"Os espelhos estão cheios de gente.
Os invisíveis nos vêem.
Os esquecidos se lembram de nós.
Quando nos vemos, os vemos.
Quando nos vamos, se vão?"
Eduardo Galeano: Espelhos

quarta-feira, 28 de setembro de 2016

Família e sexualidade na Europa Medieval: a sacralização do casamento

O casamento de Arnolfini,  1434, Jan van Eyck

O conflito entre o clero e a nobreza teve início na fase de desagregação do império carolíngio e se acentuou no século XI, quando o papa Urbano II empreendeu um movimento de reforma na Igreja. Ele se empenhou em combater os maus costumes do clero, principalmente o gosto pelos prazeres do mundo e, sobretudo, pelas mulheres.

[...]

Antes, até o final do século IX, o parentesco era sobretudo horizontal, estabelecendo um grupo formado por parentes consanguíneos e os seus aliados, congregando duas ou três gerações. Nesta forma de estrutura familiar, os homens e as mulheres estavam no mesmo plano.

No decorrer do século X e da primeira metade do XI esse modelo foi substituído por outro, no qual se privilegiava a verticalidade.
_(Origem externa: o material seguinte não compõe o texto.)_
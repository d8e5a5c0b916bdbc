//! Router assembly and the listener loop.

use crate::routes;
use crate::state::AppState;
use axum::extract::Request;
use axum::middleware::{self, Next};
use axum::response::Response;
use axum::Router;
use log::{info, warn};
use std::net::SocketAddr;
use std::time::Instant;
use thiserror::Error;

#[derive(Debug, Error)]
pub enum ServerError {
    #[error("failed to bind {addr}: {source}")]
    Bind {
        addr: SocketAddr,
        #[source]
        source: std::io::Error,
    },
    #[error("server terminated: {0}")]
    Serve(#[source] std::io::Error),
}

pub fn build_router(state: AppState) -> Router {
    routes::router()
        .layer(middleware::from_fn(log_requests))
        .with_state(state)
}

async fn log_requests(request: Request, next: Next) -> Response {
    let method = request.method().clone();
    let path = request.uri().path().to_string();
    let started = Instant::now();
    let response = next.run(request).await;
    info!(
        "event=http_request module=http status={} method={} path={} duration_ms={}",
        response.status().as_u16(),
        method,
        path,
        started.elapsed().as_millis()
    );
    response
}

/// Serves until Ctrl-C.
pub async fn serve(state: AppState, addr: SocketAddr) -> Result<(), ServerError> {
    let listener = tokio::net::TcpListener::bind(addr)
        .await
        .map_err(|source| ServerError::Bind { addr, source })?;
    let local_addr = listener.local_addr().unwrap_or(addr);
    info!(
        "event=server_start module=http status=ok addr={} debug={} version={}",
        local_addr,
        state.settings.debug,
        victoweb_core::core_version()
    );
    axum::serve(listener, build_router(state))
        .with_graceful_shutdown(shutdown_signal())
        .await
        .map_err(ServerError::Serve)?;
    info!("event=server_stop module=http status=ok");
    Ok(())
}

async fn shutdown_signal() {
    if let Err(err) = tokio::signal::ctrl_c().await {
        warn!(
            "event=server_signal module=http status=error error={}",
            err
        );
    }
}
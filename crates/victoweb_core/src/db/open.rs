//! Connection bootstrap utilities for SQLite.
//!
//! # Responsibility
//! - Open file or in-memory SQLite connections.
//! - Configure connection pragmas required by portal behavior.
//! - Trigger schema migrations before returning a usable connection.
//!
//! # Invariants
//! - Returned connections have `foreign_keys=ON`.
//! - Returned connections have migrations fully applied.

use super::migrations::apply_migrations;
use super::DbResult;
use log::{error, info};
use rusqlite::Connection;
use std::path::Path;
use std::time::{Duration, Instant};

/// Opens a SQLite database file and applies all pending migrations.
///
/// Missing parent directories are created first, so a fresh checkout can
/// point at `data/victoweb.sqlite3` without preparing anything.
///
/// # Side effects
/// - Performs connection bootstrap and migration checks.
/// - Emits `db_open` logging events with duration and status.
pub fn open_db(path: impl AsRef<Path>) -> DbResult<Connection> {
    let path = path.as_ref();
    let started_at = Instant::now();
    info!("event=db_open module=db status=start mode=file");

    if let Some(parent) = path.parent().filter(|dir| !dir.as_os_str().is_empty()) {
        if let Err(err) = std::fs::create_dir_all(parent) {
            error!(
                "event=db_open module=db status=error mode=file duration_ms={} error_code=db_dir_failed error={}",
                started_at.elapsed().as_millis(),
                err
            );
            return Err(err.into());
        }
    }

    let conn = match Connection::open(path) {
        Ok(conn) => conn,
        Err(err) => {
            error!(
                "event=db_open module=db status=error mode=file duration_ms={} error_code=db_open_failed error={}",
                started_at.elapsed().as_millis(),
                err
            );
            return Err(err.into());
        }
    };

    finish_open(conn, "file", started_at)
}

/// Opens an in-memory SQLite database and applies all pending migrations.
///
/// # Side effects
/// - Performs connection bootstrap and migration checks.
/// - Emits `db_open` logging events with duration and status.
pub fn open_db_in_memory() -> DbResult<Connection> {
    let started_at = Instant::now();
    info!("event=db_open module=db status=start mode=memory");

    let conn = match Connection::open_in_memory() {
        Ok(conn) => conn,
        Err(err) => {
            error!(
                "event=db_open module=db status=error mode=memory duration_ms={} error_code=db_open_failed error={}",
                started_at.elapsed().as_millis(),
                err
            );
            return Err(err.into());
        }
    };

    finish_open(conn, "memory", started_at)
}

fn finish_open(mut conn: Connection, mode: &str, started_at: Instant) -> DbResult<Connection> {
    match bootstrap_connection(&mut conn) {
        Ok(()) => {
            info!(
                "event=db_open module=db status=ok mode={} duration_ms={}",
                mode,
                started_at.elapsed().as_millis()
            );
            Ok(conn)
        }
        Err(err) => {
            error!(
                "event=db_open module=db status=error mode={} duration_ms={} error_code=db_bootstrap_failed error={}",
                mode,
                started_at.elapsed().as_millis(),
                err
            );
            Err(err)
        }
    }
}

fn bootstrap_connection(conn: &mut Connection) -> DbResult<()> {
    conn.execute_batch("PRAGMA foreign_keys = ON;")?;
    conn.busy_timeout(Duration::from_secs(5))?;
    apply_migrations(conn)?;
    Ok(())
}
Recordava-se cada vez mais um maior número de mortos em direção a um antepassado fundador da família. Cada família de nobres imitava, assim, as próprias dinastias de reis.

Nesse novo modelo, o chefe de família reforçava o seu controle sobre os casamentos. Facilitava o matrimônio das mulheres e dificultava o dos homens, pois este aumentaria os laços familiares por via masculina no sentido horizontal. Tentava-se, assim, concentrar o patrimônio nas mãos do primogênito. Foram colocados limites aos direitos de herança e extinguiu-se o antigo direito da mulher de doar bens.

Por esse costume, as mulheres da casa recebiam uma parte do patrimônio, que se transmitia de mãe para filha e de tia para sobrinha. Antes do casamento, também o noivo dava um patrimônio à futura esposa, do qual podia dispor livremente e que lhe garantia o sustento na viuvez ou quando fosse vítima de repúdio. Também esse costume se extinguiu lentamente. O poder e a propriedade se concentravam nas mãos do marido.

O primogênito devia se casar e dar continuidade à família, mas não os irmãos mais novos. Esses eram muitas vezes destinados à carreira eclesiástica ou enviados para longe para buscarem glória e fortuna. A esperança era encontrar uma herdeira, uma filha sem irmãos. Alguns não primogênitos chegavam a ser assassinados.

Essa prática criou uma série de pequenas dinastias rivais e manteve fixo o número de casas aristocráticas.

A mulher ficou mais estreitamente submetida ao homem, mas acentuou-se o medo que as esposas inspiravam aos seus maridos. Era um outro sangue introduzido na casa. Pelo veneno ou pelo adultério, ela poderia comprometer a perpetuação de uma estirpe.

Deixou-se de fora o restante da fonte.